1 files changed, 268 insertions, 74 deletions
diff --git a/include/linux/skbuff.h b/include/linux/skbuff.h
index 6f69b3f914fb..08074a810164 100644
--- a/include/linux/skbuff.h
+++ b/include/linux/skbuff.h
@@ -32,13 +32,85 @@
 #include <linux/hrtimer.h>
 #include <linux/dma-mapping.h>
 #include <linux/netdev_features.h>
+#include <linux/sched.h>
 #include <net/flow_keys.h>
 
+/* A. Checksumming of received packets by device.
+ *
+ * CHECKSUM_NONE:
+ *
+ *   Device failed to checksum this packet e.g. due to lack of capabilities.

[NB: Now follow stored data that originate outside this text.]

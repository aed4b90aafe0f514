//! Node-budget sweep.
//!
//! Runs every scenario once without limits to learn its optimum, then again
//! under a series of node budgets, recording how close each budget gets.

use log::{debug, info};
use serde::Serialize;

use crate::algorithms::models::OptimizationRequest;
use crate::algorithms::optimizer::CancelToken;
use crate::config::{OptimizerConfig, SearchBudget};
use crate::error::OptimizeError;
use crate::optimize_with;

pub struct BudgetRange {
    /// Smallest and largest node budget tried.
    pub max_nodes: (u64, u64),
    /// Each budget is the previous one times this factor.
    pub factor: u64,
}

impl Default for BudgetRange {
    fn default() -> Self {
        Self {
            max_nodes: (100, 1_000_000),
            factor: 10,
        }
    }
}

impl BudgetRange {
    pub fn steps(&self) -> Vec<u64> {
        let (start, end) = self.max_nodes;
        let factor = self.factor.max(2);
        let mut steps = Vec::new();
        let mut current = start.max(1);
        while current <= end {
            steps.push(current);
            current = match current.checked_mul(factor) {
                Some(next) => next,
                None => break,
            };
        }
        steps
    }
}

/// One scenario solved under one budget.
#[derive(Debug, Clone, Serialize)]
pub struct BudgetTrial {
    pub scenario: String,
    pub max_nodes: u64,
    /// `None` when the budget ran out before any timetable was found.
    pub cost: Option<u64>,
    /// `None` when the scenario has no conflict-free timetable at all.
    pub optimum: Option<u64>,
    pub nodes: u64,
    pub elapsed_ms: f64,
    /// The search space was fully explored within the budget.
    pub complete: bool,
}

impl BudgetTrial {
    pub fn reached_optimum(&self) -> bool {
        self.cost == self.optimum
    }

    /// Extra cost over the optimum, if both are known.
    pub fn gap(&self) -> Option<u64> {
        Some(self.cost?.saturating_sub(self.optimum?))
    }
}

#[derive(Debug, Clone, Serialize)]
pub struct SweepReport {
    pub trials: Vec<BudgetTrial>,
    /// Smallest budget under which every scenario reached its optimum.
    pub recommended_max_nodes: Option<u64>,
}

pub async fn sweep_budgets<F>(
    scenarios: &[(String, OptimizationRequest)],
    range: &BudgetRange,
    config: &OptimizerConfig,
    mut on_trial: F,
) -> Result<SweepReport, OptimizeError>
where
    F: FnMut(&BudgetTrial),
{
    let steps = range.steps();
    info!(
        "Sweeping {} node budgets {:?} over {} scenarios",
        steps.len(),
        steps,
        scenarios.len()
    );

    let mut trials = Vec::with_capacity(steps.len() * scenarios.len());

    for (name, request) in scenarios {
        // Step 1: exhaustive reference run
        let mut exact = config.clone();
        exact.budget = SearchBudget::unlimited();
        let optimum = match optimize_with(request, &exact, None, CancelToken::new()).await {
            Ok(report) => Some(report.cost.total),
            Err(OptimizeError::Infeasible { .. }) => None,
            Err(err) => return Err(err),
        };
        debug!("Scenario {}: optimum {:?}", name, optimum);

        // Step 2: the same scenario under each budget
        for &max_nodes in &steps {
            let mut limited = config.clone();
            limited.budget = SearchBudget {
                max_nodes: Some(max_nodes),
                time_limit_ms: None,
            };

            let trial = match optimize_with(request, &limited, None, CancelToken::new()).await {
                Ok(report) => BudgetTrial {
                    scenario: name.clone(),
                    max_nodes,
                    cost: Some(report.cost.total),
                    optimum,
                    nodes: report.stats.nodes,
                    elapsed_ms: report.stats.elapsed.as_secs_f64() * 1000.0,
                    complete: report.stats.exhausted,
                },
                Err(OptimizeError::Infeasible {
                    nodes,
                    budget_exhausted,
                }) => BudgetTrial {
                    scenario: name.clone(),
                    max_nodes,
                    cost: None,
                    optimum,
                    nodes,
                    elapsed_ms: 0.0,
                    complete: !budget_exhausted,
                },
                Err(err) => return Err(err),
            };

            debug!(
                "Scenario {} @ {} nodes: cost {:?} (gap {:?})",
                name,
                max_nodes,
                trial.cost,
                trial.gap()
            );
            on_trial(&trial);
            trials.push(trial);
        }
    }

    let recommended_max_nodes = steps.iter().copied().find(|&budget| {
        trials
            .iter()
            .filter(|t| t.max_nodes == budget)
            .all(BudgetTrial::reached_optimum)
    });

    match recommended_max_nodes {
        Some(budget) => info!("Every scenario reaches its optimum from {} nodes", budget),
        None => info!("No budget in range reached the optimum on every scenario"),
    }

    Ok(SweepReport {
        trials,
        recommended_max_nodes,
    })
}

+ *   The packet contains full (though not verified) checksum in packet but
+ *   not in skb->csum. Thus, skb->csum is undefined in this case.
+ *
+ * CHECKSUM_UNNECESSARY:
+ *
+ *   The hardware you're dealing with doesn't calculate the full checksum
+ *   (as in CHECKSUM_COMPLETE), but it does parse headers and verify checksums
+ *   for specific protocols e.g. TCP/UDP/SCTP, then, for such packets it will
+ *   set CHECKSUM_UNNECESSARY if their checksums are okay. skb->csum is still
+ *   undefined in this case though. It is a bad option, but, unfortunately,
+ *   nowadays most vendors do this. Apparently with the secret goal to sell
+ *   you new devices, when you will add new protocol to your host, f.e. IPv6 8)
+ *
+ * CHECKSUM_COMPLETE:
+ *
+ *   This is the most generic way. The device supplied checksum of the _whole_
+ *   packet as seen by netif_rx() and fills out in skb->csum. Meaning, the
+ *   hardware doesn't need to parse L3/L4 headers to implement this.
+ *
+ *   Note: Even if device supports only some protocols, but is able to produce
+ *   skb->csum, it MUST use CHECKSUM_COMPLETE, not CHECKSUM_UNNECESSARY.
+ *
+ * CHECKSUM_PARTIAL:
+ *
+ *   This is identical to the case for output below. This may occur on a packet
+ *   received directly from another Linux OS, e.g., a virtualized Linux kernel
+ *   on the same host. The packet can be treated in the same way as
+ *   CHECKSUM_UNNECESSARY, except that on output (i.e., forwarding) the
+ *   checksum must be filled in by the OS or the hardware.
+ *
+ * B. Checksumming on output.
+ *
+ * CHECKSUM_NONE:
+ *
+ *   The skb was already checksummed by the protocol, or a checksum is not
+ *   required.
+ *
+ * CHECKSUM_PARTIAL:
+ *
+ *   The device is required to checksum the packet as seen by hard_start_xmit()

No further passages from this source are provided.